EN UNA CRUZ. Deseos de Eternidad.
"Jesús
murió porque nosotros matamos
y porque
nosotros morimos"
(GONZÁLEZ FAUS)
En aquel tiempo cuando Roma saboreaba el triunfo
y los emperadores jugaban a la guerra,
no muy lejos de las raíces,
allí donde las ilusiones se convirtieron en
profecías,
allí donde los sueños se hicieron palabras eternas,
vino un labriego a la plaza, a la aldea, a la
pradera,
-¡qué más da eso!-,
y habló de esperanza a los desheredados del tiempo.
¡Sí, era plena tarde cuando lo crucificaron fuera,
fuera de la ciudad, fuera de los justos,
fuera de los buenos, fuera del templo!
En aquel tiempo cuando los hombres miraban al cielo
y buscaban en las estrellas sus propios pasos,
no muy lejos de las supersticiones,
allí donde la injusticia se vestía de
justificaciones,
allí donde los golpes eran la moneda del más fuerte,
vino el Nazareno a la casa, a la orilla, a las
tabernas,
-¡qué más da eso!-,
y habló de amor a los que acurrucaban odios en su pecho.

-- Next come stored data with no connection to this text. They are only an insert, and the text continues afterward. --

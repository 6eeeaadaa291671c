// Topology: the ordered set of nodes for one test run

use serde::{Deserialize, Serialize};
use std::collections::HashSet;
use std::path::Path;

use super::error::{DomainError, Result};
use super::node::NodeDefinition;

/// Validated topology
///
/// Node order is definition order and is the iteration order for every
/// cluster-wide operation. Names and data directories are unique.
#[derive(Debug, Clone, PartialEq, Eq, Serialize, Deserialize)]
#[serde(try_from = "TopologyDocument", into = "TopologyDocument")]
pub struct Topology {
    name: String,
    nodes: Vec<NodeDefinition>,
}

/// Unvalidated on-disk shape of a topology
#[derive(Debug, Clone, Serialize, Deserialize)]
struct TopologyDocument {
    #[serde(default)]
    name: String,
    nodes: Vec<NodeDefinition>,
}

impl Topology {
    pub fn new(name: impl Into<String>, nodes: Vec<NodeDefinition>) -> Result<Self> {
        let mut names = HashSet::new();
        let mut data_dirs = HashSet::new();

        for node in &nodes {
            if node.name.is_empty() {
                return Err(DomainError::ValidationError(
                    "node name must not be empty".to_string(),
                ));
            }
            if !names.insert(node.name.as_str()) {
                return Err(DomainError::DuplicateNodeName(node.name.clone()));
            }
            if !data_dirs.insert(node.data_dir.as_path()) {
                return Err(DomainError::DuplicateDataDir(node.data_dir.clone()));
            }
        }

        Ok(Self {
            name: name.into(),
            nodes,
        })
    }

    pub fn name(&self) -> &str {
        &self.name
    }

    pub fn nodes(&self) -> &[NodeDefinition] {
        &self.nodes
    }

    pub fn len(&self) -> usize {
        self.nodes.len()
    }

    pub fn is_empty(&self) -> bool {
        self.nodes.is_empty()
    }

    /// Whether `name` designates `node`: the full node name, or the suffix
    /// after the network name (`01` for `testnet_01`)
    fn designates(&self, node: &NodeDefinition, name: &str) -> bool {
        node.name == name || node.name.strip_prefix(self.name.as_str()) == Some(name)
    }

    /// Lookup by full name or network-relative suffix
    pub fn find(&self, name: &str) -> Option<&NodeDefinition> {
        self.nodes.iter().find(|node| self.designates(node, name))
    }

    /// Nodes designated by any of `names`, in definition order
    pub fn select<'a, S: AsRef<str>>(
        &'a self,
        names: &'a [S],
    ) -> impl Iterator<Item = &'a NodeDefinition> + 'a {
        self.nodes
            .iter()
            .filter(move |node| names.iter().any(|n| self.designates(node, n.as_ref())))
    }

    /// Resolve relative data/config directories against `base`
    pub fn rebase(self, base: &Path) -> Result<Self> {
        let nodes = self
            .nodes
            .into_iter()
            .map(|mut node| {
                if node.data_dir.is_relative() {
                    node.data_dir = base.join(&node.data_dir);
                }
                if let Some(dir) = node.config_dir.take() {
                    node.config_dir = Some(if dir.is_relative() { base.join(dir) } else { dir });
                }
                node
            })
            .collect();

        Self::new(self.name, nodes)
    }
}

impl TryFrom<TopologyDocument> for Topology {
    type Error = DomainError;

    fn try_from(doc: TopologyDocument) -> Result<Self> {
        Topology::new(doc.name, doc.nodes)
    }
}

impl From<Topology> for TopologyDocument {
    fn from(topology: Topology) -> Self {
        Self {
            name: topology.name,
            nodes: topology.nodes,
        }
    }
}

#[cfg(test)]
mod tests {
    use super::*;
    use std::path::PathBuf;

    fn three_nodes() -> Vec<NodeDefinition> {
        vec![
            NodeDefinition::new(0, "a", "/tmp/net/a"),
            NodeDefinition::new(1, "b", "/tmp/net/b"),
            NodeDefinition::new(2, "c", "/tmp/net/c"),
        ]
    }

    #[test]
    fn test_rejects_duplicate_names() {
        let mut nodes = three_nodes();
        nodes[2].name = "a".to_string();

        let result = Topology::new("testnet_", nodes);
        assert!(matches!(result, Err(DomainError::DuplicateNodeName(n)) if n == "a"));
    }

    #[test]
    fn test_rejects_shared_data_dir() {
        let mut nodes = three_nodes();
        nodes[1].data_dir = PathBuf::from("/tmp/net/a");

        let result = Topology::new("testnet_", nodes);
        assert!(matches!(result, Err(DomainError::DuplicateDataDir(_))));
    }

    #[test]
    fn test_select_keeps_definition_order() {
        let topology = Topology::new("testnet_", three_nodes()).unwrap();

        let selected: Vec<&str> = topology
            .select(&["c", "a", "missing"])
            .map(|n| n.name.as_str())
            .collect();

        assert_eq!(selected, vec!["a", "c"]);
    }

    #[test]
    fn test_select_is_exact_match() {
        let topology = Topology::new("testnet_", three_nodes()).unwrap();
        assert_eq!(topology.select(&["A", "b "]).count(), 0);
    }

    #[test]
    fn test_select_by_network_suffix() {
        let nodes = vec![
            NodeDefinition::new(0, "bios", "/tmp/net/bios"),
            NodeDefinition::new(1, "testnet_00", "/tmp/net/00"),
            NodeDefinition::new(2, "testnet_01", "/tmp/net/01"),
        ];
        let topology = Topology::new("testnet_", nodes).unwrap();

        let selected: Vec<&str> = topology
            .select(&["01", "bios", "testnet_00"])
            .map(|n| n.name.as_str())
            .collect();

        assert_eq!(selected, vec!["bios", "testnet_00", "testnet_01"]);
        assert_eq!(topology.find("00").unwrap().name, "testnet_00");
        assert!(topology.find("02").is_none());
        assert!(topology.find("_01").is_none());
    }

    #[test]
    fn test_rebase_only_touches_relative_dirs() {
        let nodes = vec![
            NodeDefinition::new(0, "a", "var/lib/a").with_config_dir("etc/a"),
            NodeDefinition::new(1, "b", "/abs/b"),
        ];
        let topology = Topology::new("t", nodes)
            .unwrap()
            .rebase(Path::new("/base"))
            .unwrap();

        assert_eq!(topology.nodes()[0].data_dir, PathBuf::from("/base/var/lib/a"));
        assert_eq!(topology.nodes()[0].config_dir(), Path::new("/base/etc/a"));
        assert_eq!(topology.nodes()[1].data_dir, PathBuf::from("/abs/b"));
    }

    #[test]
    fn test_deserialize_validates() {
        let json = serde_json::json!({
            "name": "testnet_",
            "nodes": [
                {"name": "a", "data_dir": "/x"},
                {"name": "a", "data_dir": "/y"}
            ]
        });

        assert!(serde_json::from_value::<Topology>(json).is_err());
    }
}
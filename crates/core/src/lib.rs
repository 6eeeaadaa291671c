// Testnet Launcher Core - Domain Logic & Ports
// NO process or signal handling here: OS access goes through the ports

pub mod application;
pub mod domain;
pub mod error;
pub mod port;

pub use error::{Result, SupervisorError};

pub const VERSION: &str = env!("CARGO_PKG_VERSION");
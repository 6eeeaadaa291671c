// Liveness probe strategies and capability detection

mod backoff;
#[cfg(target_os = "linux")]
mod pidfd;

pub use backoff::BackoffProbe;
#[cfg(target_os = "linux")]
pub use pidfd::PidfdProbe;

use std::sync::Arc;
use tracing::info;

use launcher_core::port::LivenessProbe;

/// Pick the best probe for this host
///
/// pidfd readiness where the kernel offers `pidfd_open` (Linux >= 5.3),
/// capped-backoff polling everywhere else.
pub fn detect() -> Arc<dyn LivenessProbe> {
    #[cfg(target_os = "linux")]
    {
        if pidfd::is_supported() {
            info!(strategy = "pidfd", "Liveness probe selected");
            return Arc::new(PidfdProbe::new());
        }
    }

    info!(strategy = "backoff", "Liveness probe selected");
    Arc::new(BackoffProbe::new())
}
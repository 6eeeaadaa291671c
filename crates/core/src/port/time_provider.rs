// Time Provider Port (for testability)

/// Time provider interface (allows mocking in tests)
pub trait TimeProvider: Send + Sync {
    /// Get current time in milliseconds since epoch
    fn now_millis(&self) -> i64;
}

/// System time provider (production)
pub struct SystemTimeProvider;

impl TimeProvider for SystemTimeProvider {
    fn now_millis(&self) -> i64 {
        chrono::Utc::now().timestamp_millis()
    }
}

pub mod mocks {
    use super::*;
    use std::sync::atomic::{AtomicI64, Ordering};

    /// Clock that only moves when told to
    pub struct FixedTimeProvider {
        now: AtomicI64,
    }

    impl FixedTimeProvider {
        pub fn new(now_millis: i64) -> Self {
            Self {
                now: AtomicI64::new(now_millis),
            }
        }
        pub fn advance(&self, millis: i64) {
            self.now.fetch_add(millis, Ordering::SeqCst);
        }
    }

    impl TimeProvider for FixedTimeProvider {
        fn now_millis(&self) -> i64 {
            self.now.load(Ordering::SeqCst)
        }
    }
}
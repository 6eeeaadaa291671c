//! Cluster-wide scenarios against real processes
//!
//! Every supervisor here is built fresh from the topology, the same way a new
//! CLI invocation would be, so state only flows through the pid files.

use std::fs;
use std::sync::Arc;
use std::time::{Duration, Instant};

use launcher_core::application::{
    ClusterSupervisor, NodeState, SupervisorConfig, SIGKILL, SIGTERM,
};
use launcher_core::domain::{NodeArtifacts, NodeDefinition, Pid, ProcessRecord, Topology};
use launcher_core::port::command_builder::mocks::FixedCommandBuilder;
use launcher_core::port::time_provider::SystemTimeProvider;
use launcher_core::SupervisorError;
use launcher_infra_system::{liveness, ProcessLauncher};

const SERVER_NAME: &str = "nodeos";

fn topology(dir: &std::path::Path, names: &[&str]) -> Topology {
    let nodes = names
        .iter()
        .enumerate()
        .map(|(i, name)| NodeDefinition::new(i, *name, dir.join(format!("node_{name}"))))
        .collect();
    Topology::new("testnet_", nodes).unwrap()
}

fn supervisor(topology: Topology, delay: Duration) -> ClusterSupervisor {
    let launcher = Arc::new(ProcessLauncher::new(
        Arc::new(FixedCommandBuilder::new(["sleep", "30"])),
        Arc::new(SystemTimeProvider),
        SERVER_NAME,
    ));
    let config = SupervisorConfig {
        delay,
        ..Default::default()
    };
    ClusterSupervisor::new(topology, launcher, liveness::detect(), config)
}

fn pid_of(supervisor: &ClusterSupervisor, name: &str) -> Pid {
    let node = supervisor.topology().find(name).unwrap();
    ProcessRecord::load(&NodeArtifacts::new(&node.data_dir, SERVER_NAME).pid_file())
        .unwrap()
        .pid
}

/// start_all → down(b) → bounce(b)
#[tokio::test]
async fn test_three_node_start_down_bounce() {
    let dir = tempfile::tempdir().unwrap();
    let topology = topology(dir.path(), &["a", "b", "c"]);
    let supervisor = supervisor(topology.clone(), Duration::from_millis(200));
    let probe = liveness::detect();

    let started = Instant::now();
    let outcomes = supervisor.start_all().await.unwrap();
    assert!(started.elapsed() >= Duration::from_millis(400));
    assert_eq!(outcomes.len(), 3);

    let (a, b, c) = (
        pid_of(&supervisor, "a"),
        pid_of(&supervisor, "b"),
        pid_of(&supervisor, "c"),
    );
    assert!(probe.is_alive(a).unwrap() && probe.is_alive(b).unwrap() && probe.is_alive(c).unwrap());

    supervisor.down(&["b"], false).await.unwrap();

    assert!(!probe.is_alive(b).unwrap());
    assert!(probe.is_alive(a).unwrap());
    assert!(probe.is_alive(c).unwrap());

    // Fresh invocation: nothing in memory, only pid files
    let restarted = self::supervisor(topology, Duration::ZERO);
    restarted.bounce(&["b"]).await.unwrap();

    let new_b = pid_of(&restarted, "b");
    assert_ne!(new_b, b);
    assert!(probe.is_alive(new_b).unwrap());

    let report = restarted.kill(SIGKILL).await;
    assert_eq!(report.exit_code(), 0);
    for pid in [a, new_b, c] {
        assert!(!probe.is_alive(pid).unwrap());
    }
}

#[tokio::test]
async fn test_down_without_pid_file_fails_but_bounce_relaunches() {
    let dir = tempfile::tempdir().unwrap();
    let supervisor = supervisor(topology(dir.path(), &["a"]), Duration::ZERO);

    let result = supervisor.down(&["a"], false).await;
    assert!(matches!(result, Err(SupervisorError::MissingProcessRecord(_))));

    supervisor.bounce(&["a"]).await.unwrap();
    let pid = pid_of(&supervisor, "a");
    assert!(liveness::detect().is_alive(pid).unwrap());

    assert_eq!(supervisor.kill(SIGKILL).await.exit_code(), 0);
}

#[tokio::test]
async fn test_kill_sweeps_past_missing_pid_file() {
    let dir = tempfile::tempdir().unwrap();
    let supervisor = supervisor(topology(dir.path(), &["a", "b", "c"]), Duration::ZERO);
    supervisor.start_all().await.unwrap();
    let (a, c) = (pid_of(&supervisor, "a"), pid_of(&supervisor, "c"));
    let b = pid_of(&supervisor, "b");

    let b_node = supervisor.topology().find("b").unwrap();
    fs::remove_file(NodeArtifacts::new(&b_node.data_dir, SERVER_NAME).pid_file()).unwrap();

    let report = supervisor.kill(SIGTERM).await;

    assert_ne!(report.exit_code(), 0);
    assert_eq!(report.missing, vec!["b"]);
    assert_eq!(report.signaled, vec!["a", "c"]);
    let probe = liveness::detect();
    assert!(!probe.is_alive(a).unwrap());
    assert!(!probe.is_alive(c).unwrap());

    // b lost its pid file but is still running
    assert!(probe.is_alive(b).unwrap());
    probe.wait_for_exit(b, SIGKILL, true).await.unwrap();
}

#[tokio::test]
async fn test_kill_twice_on_stopped_cluster() {
    let dir = tempfile::tempdir().unwrap();
    let supervisor = supervisor(topology(dir.path(), &["a", "b"]), Duration::ZERO);

    let first = supervisor.kill(SIGTERM).await;
    let second = supervisor.kill(SIGTERM).await;

    assert_ne!(first.exit_code(), 0);
    assert_eq!(first, second);
}

#[tokio::test]
async fn test_kill_after_exit_is_clean() {
    let dir = tempfile::tempdir().unwrap();
    let supervisor = supervisor(topology(dir.path(), &["a", "b"]), Duration::ZERO);
    supervisor.start_all().await.unwrap();

    assert_eq!(supervisor.kill(SIGTERM).await.exit_code(), 0);
    // pid files remain, processes are gone
    let report = supervisor.kill(SIGTERM).await;
    assert_eq!(report.exit_code(), 0);
    assert_eq!(report.signaled, vec!["a", "b"]);
}

#[tokio::test]
async fn test_status_tracks_lifecycle() {
    let dir = tempfile::tempdir().unwrap();
    let mut nodes = topology(dir.path(), &["a", "b"]).nodes().to_vec();
    nodes.push(NodeDefinition::new(2, "c", dir.path().join("node_c")).unstarted());
    let supervisor = supervisor(Topology::new("testnet_", nodes).unwrap(), Duration::ZERO);

    let states = |s: &ClusterSupervisor| -> Vec<NodeState> {
        s.status().unwrap().into_iter().map(|n| n.state).collect()
    };
    assert_eq!(
        states(&supervisor),
        vec![NodeState::NotLaunched, NodeState::NotLaunched, NodeState::Unstarted]
    );

    supervisor.start_all().await.unwrap();
    assert_eq!(
        states(&supervisor),
        vec![NodeState::Running, NodeState::Running, NodeState::Unstarted]
    );

    supervisor.down(&["a"], false).await.unwrap();
    assert_eq!(
        states(&supervisor),
        vec![NodeState::Stopped, NodeState::Running, NodeState::Unstarted]
    );

    supervisor.kill(SIGKILL).await;
}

¡Sí, era plena tarde cuando lo crucificaron lejos,
lejos de los hombres, lejos de los corazones,
lejos de los amigos, lejos de lo eterno!
En aquel tiempo cuando los religiosos buscaban
distancias
y querían cortinas entre Dios y los hombres,
no muy lejos de los pueblos,
allí donde Dios tenía un trono muy ajustado en el
cielo,
allí donde Dios castigaba la ignorancia de los
pequeños,
vino el profeta amigo de los campos, a la playa, al
desierto,
-¡qué más da eso!-,
y dejó la ilusión del Padre eterno a los pueblos.